WHAT IS BEING ASKED: From the opening line of the records through the line bearing "u32, u64, usize);", set down every line exactly.

AVAILABLE RECORDS:

········

//! Typed tool schemas and their function-calling declarations.

use serde::{Deserialize, Serialize};
use serde_json::{Map, Value, json};

use crate::protocol::Tool;

/// Separator between provider and tool in an aggregated function name.
pub const NAME_SEPARATOR: &str = "__";

/// JSON type of a tool parameter.
#[derive(Debug, Clone, Copy, PartialEq, Eq, Serialize, Deserialize)]
#[serde(rename_all = "lowercase")]
pub enum ParamType {
    String,
    Integer,
    Number,
    Boolean,
    Array,
    Object,
}

impl ParamType {
    /// Map a JSON Schema type name; anything unrecognized is treated as a string.
    pub fn from_schema_name(name: &str) -> Self {
        match name {
            "integer" => ParamType::Integer,
            "number" => ParamType::Number,
            "boolean" => ParamType::Boolean,
            "array" => ParamType::Array,
            "object" => ParamType::Object,
            _ => ParamType::String,
        }
    }

    pub fn as_str(&self) -> &'static str {
        match self {
            ParamType::String => "string",
            ParamType::Integer => "integer",
            ParamType::Number => "number",
            ParamType::Boolean => "boolean",
            ParamType::Array => "array",
            ParamType::Object => "object",
        }
    }
}

/// Rust types that map onto a [`ParamType`].
pub trait JsonType {
    const PARAM_TYPE: ParamType;
}

macro_rules! json_type {
    ($param:ident => $($ty:ty),+) => {
        $(impl JsonType for $ty {
            const PARAM_TYPE: ParamType = ParamType::$param;
        })+
    };
}

json_type!(String => String, &str);
json_type!(Integer => i8, i16, i32, i64, u8, u16, u32, u64, usize);
json_type!(Number => f32, f64);
json_type!(Boolean => bool);
json_type!(Object => Map<String, Value>);

impl<T> JsonType for Vec<T> {
    const PARAM_TYPE: ParamType = ParamType::Array;
}

/// A single named parameter of a tool.
#[derive(Debug, Clone, PartialEq)]
pub struct ToolParameter {
    pub name: String,
    pub param_type: ParamType,
    pub description: String,
    pub required: bool,
}

/// Immutable description of a callable tool.
#[derive(Debug, Clone, PartialEq)]
pub struct ToolSchema {
    pub name: String,
    pub description: String,
    pub parameters: Vec<ToolParameter>,
}

impl ToolSchema {
    pub fn builder(name: impl Into<String>) -> ToolSchemaBuilder {
        ToolSchemaBuilder {
            schema: ToolSchema {
                name: name.into(),
                description: String::new(),
                parameters: Vec::new(),
            },
        }
    }

    /// Build a schema from a tool advertised over the wire.
    ///
    /// Parameter order follows the order of `inputSchema.properties`.
    pub fn from_tool(tool: &Tool) -> Self {
        let required: Vec<&str> = tool
            .input_schema
            .get("required")
            .and_then(Value::as_array)
            .map(|names| names.iter().filter_map(Value::as_str).collect())
            .unwrap_or_default();

        let parameters = tool
            .input_schema
            .get("properties")
            .and_then(Value::as_object)
            .map(|props| {
                props
                    .iter()
                    .map(|(name, prop)| ToolParameter {
                        name: name.clone(),
                        param_type: ParamType::from_schema_name(
                            prop.get("type").and_then(Value::as_str).unwrap_or("string"),
                        ),
                        description: prop
                            .get("description")
                            .and_then(Value::as_str)
                            .unwrap_or_default()
                            .to_string(),
                        required: required.contains(&name.as_str()),
                    })
                    .collect()
            })
            .unwrap_or_default();

        Self {
            name: tool.name.clone(),
            description: tool.description.clone().unwrap_or_default(),
            parameters,
        }
    }

    /// Wire form advertised in a `tools/list` result.
    pub fn to_tool(&self) -> Tool {
        Tool {
            name: self.name.clone(),
            description: Some(self.description.clone()),
            input_schema: self.input_schema(),
        }
    }

    /// `{type: "object", properties, required}` for this tool.
    pub fn input_schema(&self) -> Value {
        let properties: Map<String, Value> = self
            .parameters
            .iter()
            .map(|p| {
                (
                    p.name.clone(),
                    json!({"type": p.param_type.as_str(), "description": p.description}),
                )
            })
            .collect();

        json!({
            "type": "object",
            "properties": properties,
            "required": self.required_names(),
        })
    }

    pub fn required_names(&self) -> Vec<&str> {
        self.parameters
            .iter()
            .filter(|p| p.required)
            .map(|p| p.name.as_str())
            .collect()
    }

    pub fn parameter(&self, name: &str) -> Option<&ToolParameter> {
        self.parameters.iter().find(|p| p.name == name)
    }

    /// Function-calling declaration, optionally named `<provider>__<tool>`.
    pub fn to_function_declaration(&self, provider: Option<&str>) -> Value {
        let name = match provider {
            Some(provider) => function_name(provider, &self.name),
            None => self.name.clone(),
        };
        json!({
            "type": "function",
            "function": {
                "name": name,
                "description": self.description,
                "parameters": self.input_schema(),
            }
        })
    }

    /// Convert string-encoded scalars to the declared parameter types.
    ///
    /// Models frequently send `"5"` for integers or `"true"` for booleans.
    /// Values that do not convert cleanly, and arguments with no declared
    /// parameter, are passed through unchanged.
    pub fn coerce_arguments(&self, arguments: Map<String, Value>) -> Map<String, Value> {
        arguments
            .into_iter()
            .map(|(name, value)| {
                let coerced = match (self.parameter(&name), &value) {
                    (Some(param), Value::String(s)) => coerce_str(param.param_type, s),
                    _ => None,
                };
                (name, coerced.unwrap_or(value))
            })
            .collect()
    }
}

fn coerce_str(param_type: ParamType, s: &str) -> Option<Value> {
    let s = s.trim();
    match param_type {
        ParamType::Integer => s.parse::<i64>().ok().map(Value::from),
        ParamType::Number => s
            .parse::<f64>()
            .ok()
            .and_then(serde_json::Number::from_f64)
            .map(Value::Number),
        ParamType::Boolean => match s.to_ascii_lowercase().as_str() {
            "true" | "1" | "yes" => Some(Value::Bool(true)),
            "false" | "0" | "no" => Some(Value::Bool(false)),
            _ => None,
        },
        ParamType::String | ParamType::Array | ParamType::Object => None,
    }
}

/// Provider name as it appears in aggregated function names.
///
/// Distinct provider names can share a prefix (`a-b` and `a_b`).
pub fn provider_prefix(provider: &str) -> String {
    provider.replace(['-', ':'], "_")
}

/// Aggregated function name for a provider's tool.
pub fn function_name(provider: &str, tool: &str) -> String {
    format!("{}{NAME_SEPARATOR}{tool}", provider_prefix(provider))
}

/// Incremental construction of a [`ToolSchema`].
#[derive(Debug, Clone)]
pub struct ToolSchemaBuilder {
    schema: ToolSchema,
}

impl ToolSchemaBuilder {
    pub fn description(mut self, description: impl Into<String>) -> Self {
        self.schema.description = description.into();
        self
    }

    /// Add a required parameter whose JSON type follows `T`.
    pub fn required<T: JsonType + ?Sized>(
        self,
        name: impl Into<String>,
        description: impl Into<String>,
    ) -> Self {
        self.param(name, T::PARAM_TYPE, description, true)
    }

    /// Add an optional parameter whose JSON type follows `T`.
    pub fn optional<T: JsonType + ?Sized>(
        self,
        name: impl Into<String>,
        description: impl Into<String>,
    ) -> Self {
        self.param(name, T::PARAM_TYPE, description, false)
    }

    pub fn param(
        mut self,
        name: impl Into<String>,
        param_type: ParamType,
        description: impl Into<String>,
        required: bool,
    ) -> Self {
        self.schema.parameters.push(ToolParameter {
            name: name.into(),
            param_type,
            description: description.into(),
            required,
        });
        self
    }

    pub fn build(self) -> ToolSchema {
        self.schema
    }
}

········

RESULT FOR THIS EXERCISE:
//! Typed tool schemas and their function-calling declarations.

use serde::{Deserialize, Serialize};
use serde_json::{Map, Value, json};

use crate::protocol::Tool;

/// Separator between provider and tool in an aggregated function name.
pub const NAME_SEPARATOR: &str = "__";

/// JSON type of a tool parameter.
#[derive(Debug, Clone, Copy, PartialEq, Eq, Serialize, Deserialize)]
#[serde(rename_all = "lowercase")]
pub enum ParamType {
    String,
    Integer,
    Number,
    Boolean,
    Array,
    Object,
}

impl ParamType {
    /// Map a JSON Schema type name; anything unrecognized is treated as a string.
    pub fn from_schema_name(name: &str) -> Self {
        match name {
            "integer" => ParamType::Integer,
            "number" => ParamType::Number,
            "boolean" => ParamType::Boolean,
            "array" => ParamType::Array,
            "object" => ParamType::Object,
            _ => ParamType::String,
        }
    }

    pub fn as_str(&self) -> &'static str {
        match self {
            ParamType::String => "string",
            ParamType::Integer => "integer",
            ParamType::Number => "number",
            ParamType::Boolean => "boolean",
            ParamType::Array => "array",
            ParamType::Object => "object",
        }
    }
}

/// Rust types that map onto a [`ParamType`].
pub trait JsonType {
    const PARAM_TYPE: ParamType;
}

macro_rules! json_type {
    ($param:ident => $($ty:ty),+) => {
        $(impl JsonType for $ty {
            const PARAM_TYPE: ParamType = ParamType::$param;
        })+
    };
}

json_type!(String => String, &str);
json_type!(Integer => i8, i16, i32, i64, u8, u16, u32, u64, usize);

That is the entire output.